◆ Problem details ◆
Word for word, copy the records that follow.

◆ Recorded data ◆

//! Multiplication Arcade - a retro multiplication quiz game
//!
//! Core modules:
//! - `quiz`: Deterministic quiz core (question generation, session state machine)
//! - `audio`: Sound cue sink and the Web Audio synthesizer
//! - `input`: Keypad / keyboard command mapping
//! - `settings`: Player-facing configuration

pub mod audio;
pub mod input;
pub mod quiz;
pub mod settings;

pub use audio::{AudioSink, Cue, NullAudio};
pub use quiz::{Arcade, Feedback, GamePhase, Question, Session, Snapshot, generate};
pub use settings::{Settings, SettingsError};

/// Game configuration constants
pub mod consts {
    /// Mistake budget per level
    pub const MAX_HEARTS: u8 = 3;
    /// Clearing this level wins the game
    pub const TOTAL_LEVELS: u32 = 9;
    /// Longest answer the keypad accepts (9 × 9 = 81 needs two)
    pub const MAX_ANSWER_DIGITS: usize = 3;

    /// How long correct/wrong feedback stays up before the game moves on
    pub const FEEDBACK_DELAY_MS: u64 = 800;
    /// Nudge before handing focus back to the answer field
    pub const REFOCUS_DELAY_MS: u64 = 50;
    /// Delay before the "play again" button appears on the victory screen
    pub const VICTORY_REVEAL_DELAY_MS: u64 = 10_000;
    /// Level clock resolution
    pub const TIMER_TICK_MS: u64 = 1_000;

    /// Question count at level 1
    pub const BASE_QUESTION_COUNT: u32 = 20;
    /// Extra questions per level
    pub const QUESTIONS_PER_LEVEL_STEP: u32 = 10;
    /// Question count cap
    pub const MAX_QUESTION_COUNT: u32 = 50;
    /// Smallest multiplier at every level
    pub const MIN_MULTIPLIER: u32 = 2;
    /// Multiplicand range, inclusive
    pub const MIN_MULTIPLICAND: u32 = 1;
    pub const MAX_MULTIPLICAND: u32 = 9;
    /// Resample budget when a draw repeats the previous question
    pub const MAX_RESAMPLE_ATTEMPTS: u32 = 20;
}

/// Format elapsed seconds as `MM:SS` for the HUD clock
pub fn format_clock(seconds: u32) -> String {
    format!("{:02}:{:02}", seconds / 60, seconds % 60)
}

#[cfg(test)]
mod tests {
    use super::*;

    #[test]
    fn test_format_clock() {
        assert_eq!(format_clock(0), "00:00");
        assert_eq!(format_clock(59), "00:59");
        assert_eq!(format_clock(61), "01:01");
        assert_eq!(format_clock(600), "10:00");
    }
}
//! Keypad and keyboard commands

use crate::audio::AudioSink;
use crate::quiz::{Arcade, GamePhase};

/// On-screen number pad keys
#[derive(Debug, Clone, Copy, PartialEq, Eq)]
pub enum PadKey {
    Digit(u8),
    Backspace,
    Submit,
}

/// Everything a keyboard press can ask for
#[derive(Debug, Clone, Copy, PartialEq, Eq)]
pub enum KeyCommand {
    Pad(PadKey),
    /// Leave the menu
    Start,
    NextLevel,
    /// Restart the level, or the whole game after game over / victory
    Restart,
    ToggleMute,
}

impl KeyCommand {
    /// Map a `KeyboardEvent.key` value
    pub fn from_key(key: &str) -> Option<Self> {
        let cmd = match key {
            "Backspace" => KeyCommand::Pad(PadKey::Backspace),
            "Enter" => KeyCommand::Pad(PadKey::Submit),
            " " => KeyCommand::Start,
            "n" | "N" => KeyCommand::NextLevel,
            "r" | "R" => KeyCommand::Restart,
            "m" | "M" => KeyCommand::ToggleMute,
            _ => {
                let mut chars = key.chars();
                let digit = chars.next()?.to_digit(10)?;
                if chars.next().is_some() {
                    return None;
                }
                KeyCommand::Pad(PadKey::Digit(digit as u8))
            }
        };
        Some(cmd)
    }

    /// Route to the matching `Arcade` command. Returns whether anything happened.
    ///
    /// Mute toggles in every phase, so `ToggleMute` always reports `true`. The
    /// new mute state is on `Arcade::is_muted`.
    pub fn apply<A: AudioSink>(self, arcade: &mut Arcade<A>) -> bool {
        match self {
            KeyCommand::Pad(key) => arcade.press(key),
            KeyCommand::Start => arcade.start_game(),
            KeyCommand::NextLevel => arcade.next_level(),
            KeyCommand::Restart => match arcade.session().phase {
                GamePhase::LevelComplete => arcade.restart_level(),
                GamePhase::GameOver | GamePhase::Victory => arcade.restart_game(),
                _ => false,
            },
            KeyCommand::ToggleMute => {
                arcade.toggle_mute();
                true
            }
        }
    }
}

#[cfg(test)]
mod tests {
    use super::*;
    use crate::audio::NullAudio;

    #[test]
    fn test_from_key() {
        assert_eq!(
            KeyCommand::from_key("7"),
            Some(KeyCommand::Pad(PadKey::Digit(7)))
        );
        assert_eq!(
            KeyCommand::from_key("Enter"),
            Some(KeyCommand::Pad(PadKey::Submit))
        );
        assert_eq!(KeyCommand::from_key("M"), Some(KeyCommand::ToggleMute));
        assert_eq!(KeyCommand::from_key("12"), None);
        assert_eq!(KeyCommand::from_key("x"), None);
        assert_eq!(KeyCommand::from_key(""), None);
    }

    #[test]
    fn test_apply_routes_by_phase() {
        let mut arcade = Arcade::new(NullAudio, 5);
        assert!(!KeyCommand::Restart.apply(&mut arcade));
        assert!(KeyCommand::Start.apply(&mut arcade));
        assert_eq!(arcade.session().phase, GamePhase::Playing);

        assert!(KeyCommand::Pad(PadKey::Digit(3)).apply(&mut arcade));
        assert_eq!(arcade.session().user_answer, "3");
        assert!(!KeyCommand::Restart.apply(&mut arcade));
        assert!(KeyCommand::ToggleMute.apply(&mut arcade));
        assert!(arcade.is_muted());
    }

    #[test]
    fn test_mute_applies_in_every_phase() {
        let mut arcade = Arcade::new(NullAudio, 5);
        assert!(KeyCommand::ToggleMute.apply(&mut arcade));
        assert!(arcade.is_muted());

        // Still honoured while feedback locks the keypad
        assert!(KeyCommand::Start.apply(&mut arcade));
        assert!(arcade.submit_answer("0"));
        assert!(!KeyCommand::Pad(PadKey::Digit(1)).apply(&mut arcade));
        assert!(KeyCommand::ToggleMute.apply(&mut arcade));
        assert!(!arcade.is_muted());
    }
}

◆ Response area ◆
//! Multiplication Arcade - a retro multiplication quiz game
//!
//! Core modules:
//! - `quiz`: Deterministic quiz core (question generation, session state machine)
//! - `audio`: Sound cue sink and the Web Audio synthesizer
//! - `input`: Keypad / keyboard command mapping
//! - `settings`: Player-facing configuration

pub mod audio;
pub mod input;
pub mod quiz;
pub mod settings;

pub use audio::{AudioSink, Cue, NullAudio};
pub use quiz::{Arcade, Feedback, GamePhase, Question, Session, Snapshot, generate};
pub use settings::{Settings, SettingsError};

/// Game configuration constants
pub mod consts {
    /// Mistake budget per level
    pub const MAX_HEARTS: u8 = 3;
    /// Clearing this level wins the game
    pub const TOTAL_LEVELS: u32 = 9;
    /// Longest answer the keypad accepts (9 × 9 = 81 needs two)
    pub const MAX_ANSWER_DIGITS: usize = 3;

    /// How long correct/wrong feedback stays up before the game moves on
    pub const FEEDBACK_DELAY_MS: u64 = 800;
    /// Nudge before handing focus back to the answer field
    pub const REFOCUS_DELAY_MS: u64 = 50;
    /// Delay before the "play again" button appears on the victory screen
    pub const VICTORY_REVEAL_DELAY_MS: u64 = 10_000;
    /// Level clock resolution
    pub const TIMER_TICK_MS: u64 = 1_000;

    /// Question count at level 1
    pub const BASE_QUESTION_COUNT: u32 = 20;
    /// Extra questions per level
    pub const QUESTIONS_PER_LEVEL_STEP: u32 = 10;
    /// Question count cap
    pub const MAX_QUESTION_COUNT: u32 = 50;
    /// Smallest multiplier at every level
    pub const MIN_MULTIPLIER: u32 = 2;
    /// Multiplicand range, inclusive
    pub const MIN_MULTIPLICAND: u32 = 1;
    pub const MAX_MULTIPLICAND: u32 = 9;
    /// Resample budget when a draw repeats the previous question
    pub const MAX_RESAMPLE_ATTEMPTS: u32 = 20;
}

/// Format elapsed seconds as `MM:SS` for the HUD clock
pub fn format_clock(seconds: u32) -> String {
    format!("{:02}:{:02}", seconds / 60, seconds % 60)
}

#[cfg(test)]
mod tests {
    use super::*;

    #[test]
    fn test_format_clock() {
        assert_eq!(format_clock(0), "00:00");
        assert_eq!(format_clock(59), "00:59");
        assert_eq!(format_clock(61), "01:01");
        assert_eq!(format_clock(600), "10:00");
    }
}
//! Keypad and keyboard commands

use crate::audio::AudioSink;
use crate::quiz::{Arcade, GamePhase};

/// On-screen number pad keys
#[derive(Debug, Clone, Copy, PartialEq, Eq)]
pub enum PadKey {
    Digit(u8),
    Backspace,
    Submit,
}

/// Everything a keyboard press can ask for
#[derive(Debug, Clone, Copy, PartialEq, Eq)]
pub enum KeyCommand {
    Pad(PadKey),
    /// Leave the menu
    Start,
    NextLevel,
    /// Restart the level, or the whole game after game over / victory
    Restart,
    ToggleMute,
}

impl KeyCommand {
    /// Map a `KeyboardEvent.key` value
    pub fn from_key(key: &str) -> Option<Self> {
        let cmd = match key {
            "Backspace" => KeyCommand::Pad(PadKey::Backspace),
            "Enter" => KeyCommand::Pad(PadKey::Submit),
            " " => KeyCommand::Start,
            "n" | "N" => KeyCommand::NextLevel,
            "r" | "R" => KeyCommand::Restart,
            "m" | "M" => KeyCommand::ToggleMute,
            _ => {
                let mut chars = key.chars();
                let digit = chars.next()?.to_digit(10)?;
                if chars.next().is_some() {
                    return None;
                }
                KeyCommand::Pad(PadKey::Digit(digit as u8))
            }
        };
        Some(cmd)
    }

    /// Route to the matching `Arcade` command. Returns whether anything happened.
    ///
    /// Mute toggles in every phase, so `ToggleMute` always reports `true`. The
    /// new mute state is on `Arcade::is_muted`.
    pub fn apply<A: AudioSink>(self, arcade: &mut Arcade<A>) -> bool {
        match self {
            KeyCommand::Pad(key) => arcade.press(key),
            KeyCommand::Start => arcade.start_game(),
            KeyCommand::NextLevel => arcade.next_level(),
            KeyCommand::Restart => match arcade.session().phase {
                GamePhase::LevelComplete => arcade.restart_level(),
                GamePhase::GameOver | GamePhase::Victory => arcade.restart_game(),
                _ => false,
            },
            KeyCommand::ToggleMute => {
                arcade.toggle_mute();
                true
            }
        }
    }
}

#[cfg(test)]
mod tests {
    use super::*;
    use crate::audio::NullAudio;

    #[test]
    fn test_from_key() {
        assert_eq!(
            KeyCommand::from_key("7"),
            Some(KeyCommand::Pad(PadKey::Digit(7)))
        );
        assert_eq!(
            KeyCommand::from_key("Enter"),
            Some(KeyCommand::Pad(PadKey::Submit))
        );
        assert_eq!(KeyCommand::from_key("M"), Some(KeyCommand::ToggleMute));
        assert_eq!(KeyCommand::from_key("12"), None);
        assert_eq!(KeyCommand::from_key("x"), None);
        assert_eq!(KeyCommand::from_key(""), None);
    }

    #[test]
    fn test_apply_routes_by_phase() {
        let mut arcade = Arcade::new(NullAudio, 5);
        assert!(!KeyCommand::Restart.apply(&mut arcade));
        assert!(KeyCommand::Start.apply(&mut arcade));
        assert_eq!(arcade.session().phase, GamePhase::Playing);

        assert!(KeyCommand::Pad(PadKey::Digit(3)).apply(&mut arcade));
        assert_eq!(arcade.session().user_answer, "3");
        assert!(!KeyCommand::Restart.apply(&mut arcade));
        assert!(KeyCommand::ToggleMute.apply(&mut arcade));
        assert!(arcade.is_muted());
    }

    #[test]
    fn test_mute_applies_in_every_phase() {
        let mut arcade = Arcade::new(NullAudio, 5);
        assert!(KeyCommand::ToggleMute.apply(&mut arcade));
        assert!(arcade.is_muted());

        // Still honoured while feedback locks the keypad
        assert!(KeyCommand::Start.apply(&mut arcade));
        assert!(arcade.submit_answer("0"));
        assert!(!KeyCommand::Pad(PadKey::Digit(1)).apply(&mut arcade));
        assert!(KeyCommand::ToggleMute.apply(&mut arcade));
        assert!(!arcade.is_muted());
    }
}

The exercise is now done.